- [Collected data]
● ● ●
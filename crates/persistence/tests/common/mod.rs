//! Shared scenarios for backend integration tests.
//!
//! Every backend test binary builds a [`StoreRegistry`] for its backend and
//! runs the scenarios below against it. Each scenario works in a fresh tenant
//! so tests can share one database.

#![allow(dead_code)]

use std::time::Duration;

use serde_json::{Value, json};
use tokio::sync::mpsc;

use neutrino_persistence::error::{BackendError, ResourceError, StorageError, ValidationError};
use neutrino_persistence::types::{ChangeEvent, ChangeKind, Document, Filter, Patch, Projection};
use neutrino_persistence::{OperationContext, StoreHandle, StoreRegistry, TenantId};

/// How long a scenario waits for a change event before failing.
pub const EVENT_TIMEOUT: Duration = Duration::from_secs(10);

/// Builds a document from a JSON object literal.
pub fn doc(value: Value) -> Document {
    match value {
        Value::Object(map) => map,
        other => panic!("expected a JSON object, got {other}"),
    }
}

/// A tenant no other test uses.
pub fn fresh_tenant(prefix: &str) -> TenantId {
    TenantId::new(format!("{prefix}{}", uuid::Uuid::new_v4().simple()))
}

/// A handle on `orders` inside a fresh tenant.
pub fn fresh_orders(registry: &StoreRegistry) -> StoreHandle {
    registry.scoped(&fresh_tenant("acme"), "orders")
}

pub fn ctx() -> OperationContext {
    OperationContext::background()
}

fn sorted_ids(docs: &[Document], id_field: &str) -> Vec<String> {
    let mut ids: Vec<String> = docs
        .iter()
        .filter_map(|d| d.get(id_field).and_then(Value::as_str).map(String::from))
        .collect();
    ids.sort();
    ids
}

/// Waits for the next event or fails after [`EVENT_TIMEOUT`].
pub async fn next_event(rx: &mut mpsc::Receiver<ChangeEvent>) -> ChangeEvent {
    tokio::time::timeout(EVENT_TIMEOUT, rx.recv())
        .await
        .expect("timed out waiting for a change event")
        .expect("change channel closed early")
}

// ============================================================================
// CRUD scenarios
// ============================================================================

/// Insert generates an identifier and find_id returns the stored document.
pub async fn insert_then_find(registry: &StoreRegistry) {
    let orders = fresh_orders(registry);
    let id_field = orders.id_field();

    let stored = orders
        .insert(&ctx(), doc(json!({"name": "widget", "qty": 3})))
        .await
        .unwrap();
    let id = stored[id_field].as_str().unwrap().to_string();
    assert!(!id.is_empty());

    let found = orders.find_id(&ctx(), &id, &Projection::all()).await.unwrap();
    assert_eq!(found["name"], json!("widget"));
    assert_eq!(found["qty"], json!(3));
    assert_eq!(found[id_field], json!(id));
}

/// A caller-supplied identifier is kept and a second insert with it fails.
pub async fn insert_duplicate(registry: &StoreRegistry) {
    let orders = fresh_orders(registry);
    let id_field = orders.id_field();

    let stored = orders
        .insert(&ctx(), doc(json!({id_field: "o1", "name": "widget"})))
        .await
        .unwrap();
    assert_eq!(stored[id_field], json!("o1"));

    let err = orders
        .insert(&ctx(), doc(json!({id_field: "o1", "name": "gadget"})))
        .await
        .unwrap_err();
    assert!(matches!(
        err,
        StorageError::Resource(ResourceError::AlreadyExists { .. })
    ));
}

/// update_id merges top-level fields and leaves the rest alone.
pub async fn update_merges_fields(registry: &StoreRegistry) {
    let orders = fresh_orders(registry);
    let id_field = orders.id_field();
    orders
        .insert(
            &ctx(),
            doc(json!({id_field: "o1", "name": "widget", "meta": {"a": 1, "b": 2}})),
        )
        .await
        .unwrap();

    let patch = Patch::new()
        .set("name", "widget-v2")
        .set("meta", json!({"c": 3}));
    orders.update_id(&ctx(), "o1", &patch).await.unwrap();

    let found = orders.find_id(&ctx(), "o1", &Projection::all()).await.unwrap();
    assert_eq!(found["name"], json!("widget-v2"));
    // Nested objects are replaced, not merged.
    assert_eq!(found["meta"], json!({"c": 3}));
}

/// update returns the number of matched documents; zero is not an error.
pub async fn update_by_filter(registry: &StoreRegistry) {
    let orders = fresh_orders(registry);
    let id_field = orders.id_field();
    for (id, status) in [("o1", "open"), ("o2", "open"), ("o3", "closed")] {
        orders
            .insert(&ctx(), doc(json!({id_field: id, "status": status})))
            .await
            .unwrap();
    }

    let matched = orders
        .update(
            &ctx(),
            &Filter::eq("status", "open"),
            &Patch::new().set("status", "shipped"),
        )
        .await
        .unwrap();
    assert_eq!(matched, 2);

    let shipped = orders
        .find(&ctx(), &Filter::eq("status", "shipped"), &Projection::all())
        .await
        .unwrap();
    assert_eq!(sorted_ids(&shipped, id_field), vec!["o1", "o2"]);

    let none = orders
        .update(
            &ctx(),
            &Filter::eq("status", "lost"),
            &Patch::new().set("status", "found"),
        )
        .await
        .unwrap();
    assert_eq!(none, 0);
}

/// replace_id drops fields the replacement does not carry.
pub async fn replace_removes_fields(registry: &StoreRegistry) {
    let orders = fresh_orders(registry);
    let id_field = orders.id_field();
    orders
        .insert(&ctx(), doc(json!({id_field: "o1", "name": "widget", "qty": 3})))
        .await
        .unwrap();

    orders
        .replace_id(&ctx(), "o1", doc(json!({"name": "gadget"})))
        .await
        .unwrap();

    let found = orders.find_id(&ctx(), "o1", &Projection::all()).await.unwrap();
    assert_eq!(found["name"], json!("gadget"));
    assert!(!found.contains_key("qty"));
    assert_eq!(found[id_field], json!("o1"));
}

/// Operations addressed to a missing identifier report not-found.
pub async fn missing_ids_are_not_found(registry: &StoreRegistry) {
    let orders = fresh_orders(registry);

    let err = orders
        .find_id(&ctx(), "nope", &Projection::all())
        .await
        .unwrap_err();
    assert!(err.is_not_found());

    let err = orders
        .update_id(&ctx(), "nope", &Patch::new().set("a", 1))
        .await
        .unwrap_err();
    assert!(err.is_not_found());

    let err = orders
        .replace_id(&ctx(), "nope", doc(json!({"a": 1})))
        .await
        .unwrap_err();
    assert!(err.is_not_found());

    let err = orders.remove_id(&ctx(), "nope").await.unwrap_err();
    assert!(err.is_not_found());
}

/// A removed document can no longer be found.
pub async fn remove_then_find(registry: &StoreRegistry) {
    let orders = fresh_orders(registry);
    let id_field = orders.id_field();
    orders
        .insert(&ctx(), doc(json!({id_field: "o1", "name": "widget"})))
        .await
        .unwrap();

    orders.remove_id(&ctx(), "o1").await.unwrap();

    let err = orders
        .find_id(&ctx(), "o1", &Projection::all())
        .await
        .unwrap_err();
    assert!(err.is_not_found());
    assert!(
        orders
            .find_one(&ctx(), &Filter::eq("name", "widget"))
            .await
            .unwrap()
            .is_none()
    );
}

/// Projections keep the listed fields plus the identifier.
pub async fn find_with_projection(registry: &StoreRegistry) {
    let orders = fresh_orders(registry);
    let id_field = orders.id_field();
    orders
        .insert(
            &ctx(),
            doc(json!({id_field: "o1", "name": "widget", "qty": 3, "owner": "jane"})),
        )
        .await
        .unwrap();

    let projection = Projection::fields(["name"]);
    let found = orders.find_id(&ctx(), "o1", &projection).await.unwrap();
    assert_eq!(found.len(), 2);
    assert_eq!(found["name"], json!("widget"));
    assert_eq!(found[id_field], json!("o1"));

    let all = orders
        .find(&ctx(), &Filter::all(), &projection)
        .await
        .unwrap();
    assert_eq!(all.len(), 1);
    assert!(!all[0].contains_key("qty"));
}

/// find returns an empty list and find_one returns `None` on no match.
pub async fn find_without_matches(registry: &StoreRegistry) {
    let orders = fresh_orders(registry);
    let id_field = orders.id_field();
    orders
        .insert(&ctx(), doc(json!({id_field: "o1", "status": "open"})))
        .await
        .unwrap();

    let found = orders
        .find(&ctx(), &Filter::eq("status", "closed"), &Projection::all())
        .await
        .unwrap();
    assert!(found.is_empty());

    let one = orders
        .find_one(&ctx(), &Filter::eq("status", "open"))
        .await
        .unwrap();
    assert_eq!(one.unwrap()[id_field], json!("o1"));
}

/// Two tenants with the same type name never see each other's documents.
pub async fn tenants_are_isolated(registry: &StoreRegistry) {
    let acme = registry.scoped(&fresh_tenant("acme"), "orders");
    let globex = registry.scoped(&fresh_tenant("globex"), "orders");
    assert_ne!(acme.collection().name(), globex.collection().name());
    let id_field = acme.id_field();

    acme.insert(&ctx(), doc(json!({id_field: "o1", "owner": "acme"})))
        .await
        .unwrap();

    let err = globex
        .find_id(&ctx(), "o1", &Projection::all())
        .await
        .unwrap_err();
    assert!(err.is_not_found());
    assert!(
        globex
            .find(&ctx(), &Filter::all(), &Projection::all())
            .await
            .unwrap()
            .is_empty()
    );
}

/// Update operators other than `$set` are rejected before reaching the backend.
pub async fn operators_are_rejected(registry: &StoreRegistry) {
    let err = Patch::try_from(json!({"$inc": {"qty": 1}})).unwrap_err();
    assert!(matches!(
        err,
        StorageError::Validation(ValidationError::InvalidPatch { .. })
    ));

    let orders = fresh_orders(registry);
    let err = orders
        .find(
            &ctx(),
            &Filter::from(doc(json!({"$or": [{"qty": 1}, {"qty": 2}]}))),
            &Projection::all(),
        )
        .await
        .unwrap_err();
    assert!(matches!(
        err,
        StorageError::Validation(ValidationError::MalformedFilter { .. })
    ));

    // Operators nested in a value and dotted paths are rejected the same way
    // on every backend instead of reaching the query language.
    orders
        .insert(&ctx(), doc(json!({"qty": 2, "a": {"b": 1}})))
        .await
        .unwrap();
    for filter in [
        Filter::eq("qty", json!({"$gt": 1})),
        Filter::eq("a", json!({"b": {"$exists": true}})),
        Filter::eq("a.b", 1),
    ] {
        let err = orders
            .find(&ctx(), &filter, &Projection::all())
            .await
            .unwrap_err();
        assert!(matches!(
            err,
            StorageError::Validation(ValidationError::MalformedFilter { .. })
        ));
        let err = orders
            .update(&ctx(), &filter, &Patch::new().set("qty", 0))
            .await
            .unwrap_err();
        assert!(matches!(
            err,
            StorageError::Validation(ValidationError::MalformedFilter { .. })
        ));
    }
}

/// Runs every CRUD scenario.
pub async fn crud_suite(registry: &StoreRegistry) {
    insert_then_find(registry).await;
    insert_duplicate(registry).await;
    update_merges_fields(registry).await;
    update_by_filter(registry).await;
    replace_removes_fields(registry).await;
    missing_ids_are_not_found(registry).await;
    remove_then_find(registry).await;
    find_with_projection(registry).await;
    find_without_matches(registry).await;
    tenants_are_isolated(registry).await;
    operators_are_rejected(registry).await;
}

// ============================================================================
// Change feed scenarios
// ============================================================================

/// K mutations of matching documents produce exactly K events, in order.
pub async fn feed_delivers_in_order(registry: &StoreRegistry) {
    let orders = fresh_orders(registry);
    let id_field = orders.id_field();
    let (tx, mut rx) = registry.change_channel();
    let subscription = orders
        .subscribe(&ctx(), &Filter::eq("status", "open"), tx)
        .await
        .unwrap();

    orders
        .insert(&ctx(), doc(json!({id_field: "o1", "status": "open"})))
        .await
        .unwrap();
    // Not matching: no event.
    orders
        .insert(&ctx(), doc(json!({id_field: "o2", "status": "closed"})))
        .await
        .unwrap();
    orders
        .update_id(&ctx(), "o1", &Patch::new().set("qty", 5))
        .await
        .unwrap();
    orders.remove_id(&ctx(), "o1").await.unwrap();

    let created = next_event(&mut rx).await;
    assert_eq!(created.kind, ChangeKind::Create);
    assert_eq!(created.document[id_field], json!("o1"));

    let updated = next_event(&mut rx).await;
    assert_eq!(updated.kind, ChangeKind::Update);
    assert_eq!(updated.document["qty"], json!(5));

    let deleted = next_event(&mut rx).await;
    assert_eq!(deleted.kind, ChangeKind::Delete);
    assert_eq!(deleted.document[id_field], json!("o1"));

    subscription.shutdown().await.unwrap();
    assert!(rx.recv().await.is_none());
}

/// A document leaving the filter is reported as a delete.
pub async fn feed_reports_leaving_documents(registry: &StoreRegistry) {
    let orders = fresh_orders(registry);
    let id_field = orders.id_field();
    let (tx, mut rx) = registry.change_channel();
    let _subscription = orders
        .subscribe(&ctx(), &Filter::eq("status", "open"), tx)
        .await
        .unwrap();

    orders
        .insert(&ctx(), doc(json!({id_field: "o1", "status": "open"})))
        .await
        .unwrap();
    orders
        .update_id(&ctx(), "o1", &Patch::new().set("status", "closed"))
        .await
        .unwrap();

    assert_eq!(next_event(&mut rx).await.kind, ChangeKind::Create);
    assert_eq!(next_event(&mut rx).await.kind, ChangeKind::Delete);
}

/// Cancelling the context ends the feed and closes the channel.
pub async fn feed_closes_on_cancel(registry: &StoreRegistry) {
    let orders = fresh_orders(registry);
    let ctx = ctx();
    let (tx, mut rx) = registry.change_channel();
    let subscription = orders.subscribe(&ctx, &Filter::all(), tx).await.unwrap();

    ctx.cancel();
    let closed = tokio::time::timeout(EVENT_TIMEOUT, rx.recv())
        .await
        .expect("channel did not close after cancel");
    assert!(closed.is_none());
    subscription.join().await.unwrap();
}

/// Runs every change feed scenario.
pub async fn feed_suite(registry: &StoreRegistry) {
    feed_delivers_in_order(registry).await;
    feed_reports_leaving_documents(registry).await;
    feed_closes_on_cancel(registry).await;
}

/// Subscribing on a backend without change feeds is rejected.
pub async fn feed_unsupported(registry: &StoreRegistry) {
    let orders = fresh_orders(registry);
    let (tx, _rx) = registry.change_channel();
    let err = orders
        .subscribe(&ctx(), &Filter::all(), tx)
        .await
        .unwrap_err();
    assert!(matches!(
        err,
        StorageError::Backend(BackendError::UnsupportedCapability { .. })
    ));
}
● ● ●
- [What you need to do]
Above are the records; copy each line from them that includes the string "gadget".

- [Output of the exercise]
        .insert(&ctx(), doc(json!({id_field: "o1", "name": "gadget"})))
        .replace_id(&ctx(), "o1", doc(json!({"name": "gadget"})))
    assert_eq!(found["name"], json!("gadget"));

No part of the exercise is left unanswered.